» **Problem statement**
Set out exactly, line by line, the stretch of data below that begins at the line containing "Ok(id_type)" and ends at the line containing "the literal following", with both ends kept.

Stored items
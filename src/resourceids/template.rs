//! Resource ID Templates
//!
//! A [`ResourceIdType`] is a declarative, ordered list of segments. One
//! generic routine formats values into the canonical path and parses a path
//! back into values, so individual resource types never hand-roll either.

use super::error::{ParseError, TemplateError};
use super::segment::{Segment, SegmentKind};
use std::collections::HashSet;
use std::fmt;

/// The shape of one kind of resource ID
#[derive(Debug, Clone, PartialEq, Eq)]
pub struct ResourceIdType {
    name: String,
    segments: Vec<Segment>,
}

impl ResourceIdType {
    /// Build an ID type from explicit segments
    pub fn new(name: &str, segments: Vec<Segment>) -> Result<Self, TemplateError> {
        let id_type = Self {
            name: name.to_string(),
            segments,
        };
        id_type.check()?;
        Ok(id_type)
    }

    /// Build an ID type from a template string such as
    /// `/subscriptions/{subscriptionId}/resourceGroups/{resourceGroupName}/providers/Microsoft.Example/widgets/{widgetName}`
    ///
    /// `{subscriptionId}`, `{resourceGroupName}` and `{scope}` are recognised
    /// by name, `{name:a|b}` declares a constant, and the literal following
    /// `providers` is the resource provider namespace.
    pub fn from_template(name: &str, template: &str) -> Result<Self, TemplateError> {
        let Some(body) = template.strip_prefix('/') else {
            return Err(TemplateError::MissingLeadingSlash {
                template: template.to_string(),
            });
        };

        let mut segments: Vec<Segment> = Vec::new();
        let mut static_names: HashSet<String> = HashSet::new();
        let mut previous: Option<&str> = None;

        for raw in body.split('/') {
            if raw.is_empty() {
                return Err(TemplateError::EmptySegment {
                    template: template.to_string(),
                });
            }

            let segment = if let Some(inner) = raw.strip_prefix('{') {
                let inner = inner
                    .strip_suffix('}')
                    .filter(|i| !i.is_empty() && !i.contains(['{', '}']))
                    .ok_or_else(|| TemplateError::MalformedPlaceholder {
                        template: template.to_string(),
                        segment: raw.to_string(),
                    })?;

                match inner.split_once(':') {
                    Some((name, values)) => {
                        let values: Vec<&str> = values.split('|').collect();
                        Segment::constant(name, &values)
                    }
                    None => match inner {
                        "subscriptionId" => Segment::subscription_id(inner),
                        "resourceGroupName" => Segment::resource_group(inner),
                        "scope" => Segment::scope(inner),
                        other => Segment::user_specified(other),
                    },
                }
            } else if raw.contains(['{', '}']) {
                return Err(TemplateError::MalformedPlaceholder {
                    template: template.to_string(),
                    segment: raw.to_string(),
                });
            } else {
                let name = unique_static_name(&mut static_names, raw);
                if previous == Some("providers") {
                    Segment::resource_provider(&name, raw)
                } else {
                    Segment::static_segment(&name, raw)
                }
            };

            previous = Some(raw);
            segments.push(segment);
        }

        Self::new(name, segments)
    }

    fn check(&self) -> Result<(), TemplateError> {
        let mut seen = HashSet::new();
        let mut scopes = 0;

        for segment in &self.segments {
            if !seen.insert(segment.name.as_str()) {
                return Err(TemplateError::DuplicateSegment {
                    template: self.template(),
                    name: segment.name.clone(),
                });
            }
            if segment.kind == SegmentKind::Scope {
                scopes += 1;
            }
        }

        if scopes > 1 {
            return Err(TemplateError::MultipleScopes {
                template: self.template(),
            });
        }

        Ok(())
    }

    /// Human readable name of the ID type, e.g. `SignalR`
    pub fn name(&self) -> &str {
        &self.name
    }

    pub fn segments(&self) -> &[Segment] {
        &self.segments
    }

    /// Look up a segment by name
    pub fn segment(&self, name: &str) -> Option<&Segment> {
        self.segments.iter().find(|s| s.name == name)
    }

    /// Names of the segments whose values the caller supplies
    pub fn value_segment_names(&self) -> Vec<&str> {
        self.segments
            .iter()
            .filter(|s| s.is_value())
            .map(|s| s.name.as_str())
            .collect()
    }

    /// The template string with placeholders
    pub fn template(&self) -> String {
        self.segments
            .iter()
            .map(|s| format!("/{}", s))
            .collect::<String>()
    }

    /// An example ID built from each segment's example value
    pub fn example(&self) -> String {
        let values: Vec<String> = self.segments.iter().map(|s| s.example.clone()).collect();
        self.render(&values)
    }

    /// Substitute values into the template in declaration order.
    ///
    /// `values` is aligned with [`Self::segments`]. No validation is performed.
    pub fn render(&self, values: &[String]) -> String {
        let mut out = String::new();
        for (segment, value) in self.segments.iter().zip(values) {
            out.push('/');
            if segment.kind == SegmentKind::Scope {
                out.push_str(value.trim_start_matches('/'));
            } else {
                out.push_str(value);
            }
        }
        out
    }

    /// Parse `input` into values aligned with [`Self::segments`].
    ///
    /// With `insensitively` set, literals match in any case and are
    /// normalised to their canonical spelling. Only use that for values the
    /// API itself returned, never to validate user input.
    pub fn parse_values(
        &self,
        input: &str,
        insensitively: bool,
    ) -> Result<Vec<String>, ParseError> {
        let tokens = tokenize(input);

        match self.segments.iter().position(|s| s.kind == SegmentKind::Scope) {
            None => self.parse_sequential(input, &tokens, insensitively),
            Some(scope_index) => self.parse_scoped(input, &tokens, scope_index, insensitively),
        }
    }

    fn parse_sequential(
        &self,
        input: &str,
        tokens: &[&str],
        insensitively: bool,
    ) -> Result<Vec<String>, ParseError> {
        let mut values = Vec::with_capacity(self.segments.len());

        for (position, segment) in self.segments.iter().enumerate() {
            let token = tokens.get(position).copied();
            match token.and_then(|t| segment.match_token(t, insensitively)) {
                Some(value) => values.push(value),
                None => return Err(self.mismatch(position, token, input, &values)),
            }
        }

        if tokens.len() > self.segments.len() {
            return Err(ParseError::SegmentCount {
                id_type: self.name.clone(),
                input: input.to_string(),
                expected: self.segments.len(),
                actual: tokens.len(),
                example: self.example(),
            });
        }

        Ok(values)
    }

    fn parse_scoped(
        &self,
        input: &str,
        tokens: &[&str],
        scope_index: usize,
        insensitively: bool,
    ) -> Result<Vec<String>, ParseError> {
        let prefix = &self.segments[..scope_index];
        let suffix = &self.segments[scope_index + 1..];
        let mut values = Vec::with_capacity(self.segments.len());

        for (position, segment) in prefix.iter().enumerate() {
            let token = tokens.get(position).copied();
            match token.and_then(|t| segment.match_token(t, insensitively)) {
                Some(value) => values.push(value),
                None => return Err(self.mismatch(position, token, input, &values)),
            }
        }

        let remaining = &tokens[prefix.len().min(tokens.len())..];
        if remaining.len() <= suffix.len() {
            return Err(self.mismatch(scope_index, None, input, &values));
        }

        let split = remaining.len() - suffix.len();
        values.push(format!("/{}", remaining[..split].join("/")));

        let mut suffix_values = Vec::with_capacity(suffix.len());
        for (offset, segment) in suffix.iter().enumerate() {
            let token = remaining[split + offset];
            match segment.match_token(token, insensitively) {
                Some(value) => suffix_values.push(value),
                None => {
                    // Prefer blaming a segment missing from the tail over a
                    // misaligned literal.
                    if let Some(missing) = locate_missing_suffix(remaining, suffix, insensitively) {
                        let position = scope_index + 1 + missing;
                        return Err(self.mismatch(position, None, input, &values));
                    }
                    values.extend(suffix_values);
                    let position = scope_index + 1 + offset;
                    return Err(self.mismatch(position, Some(token), input, &values));
                }
            }
        }

        values.extend(suffix_values);
        Ok(values)
    }

    fn mismatch(
        &self,
        position: usize,
        token: Option<&str>,
        input: &str,
        values: &[String],
    ) -> ParseError {
        let segment = &self.segments[position];

        if let (SegmentKind::Constant(allowed), Some(token)) = (&segment.kind, token) {
            if !token.is_empty() {
                return ParseError::InvalidConstant {
                    id_type: self.name.clone(),
                    segment: segment.name.clone(),
                    value: token.to_string(),
                    allowed: allowed.clone(),
                };
            }
        }

        let parsed = self
            .segments
            .iter()
            .zip(values)
            .filter(|(s, _)| s.is_value())
            .map(|(s, v)| (s.name.clone(), v.clone()))
            .collect();

        ParseError::SegmentNotSpecified {
            id_type: self.name.clone(),
            segment: segment.name.clone(),
            position,
            example: self.example(),
            input: input.to_string(),
            parsed,
        }
    }
}

impl fmt::Display for ResourceIdType {
    fn fmt(&self, f: &mut fmt::Formatter<'_>) -> fmt::Result {
        write!(f, "{} ({})", self.name, self.template())
    }
}

/// Split a path into tokens, ignoring one leading `/`
fn tokenize(input: &str) -> Vec<&str> {
    let trimmed = input.strip_prefix('/').unwrap_or(input);
    if trimmed.is_empty() {
        Vec::new()
    } else {
        trimmed.split('/').collect()
    }
}

/// Find the suffix segment missing from the end of `tokens`.
///
/// Looks for the latest position where the suffix starts matching and runs
/// out of tokens before running out of segments.
fn locate_missing_suffix(
    tokens: &[&str],
    suffix: &[Segment],
    insensitively: bool,
) -> Option<usize> {
    for start in (1..tokens.len()).rev() {
        let tail = &tokens[start..];
        if tail.len() >= suffix.len() {
            continue;
        }
        let matched = tail
            .iter()
            .zip(suffix)
            .take_while(|(token, segment)| segment.match_token(token, insensitively).is_some())
            .count();
        if matched == tail.len() && matched > 0 {
            return Some(matched);
        }
    }
    None
}

/// `Microsoft.SignalRService` -> `staticMicrosoftSignalRService`, numbered on reuse
fn unique_static_name(taken: &mut HashSet<String>, literal: &str) -> String {
    let mut camel = String::with_capacity(literal.len());
    let mut upper = true;
    for c in literal.chars() {
        if c.is_ascii_alphanumeric() {
            if upper {
                camel.push(c.to_ascii_uppercase());
            } else {
                camel.push(c);
            }
            upper = false;
        } else {
            upper = true;
        }
    }

    let base = format!("static{}", camel);
    let mut name = base.clone();
    let mut counter = 2;
    while taken.contains(&name) {
        name = format!("{}{}", base, counter);
        counter += 1;
    }
    taken.insert(name.clone());
    name
}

» **Result of the task**
        Ok(id_type)
    }

    /// Build an ID type from a template string such as
    /// `/subscriptions/{subscriptionId}/resourceGroups/{resourceGroupName}/providers/Microsoft.Example/widgets/{widgetName}`
    ///
    /// `{subscriptionId}`, `{resourceGroupName}` and `{scope}` are recognised
    /// by name, `{name:a|b}` declares a constant, and the literal following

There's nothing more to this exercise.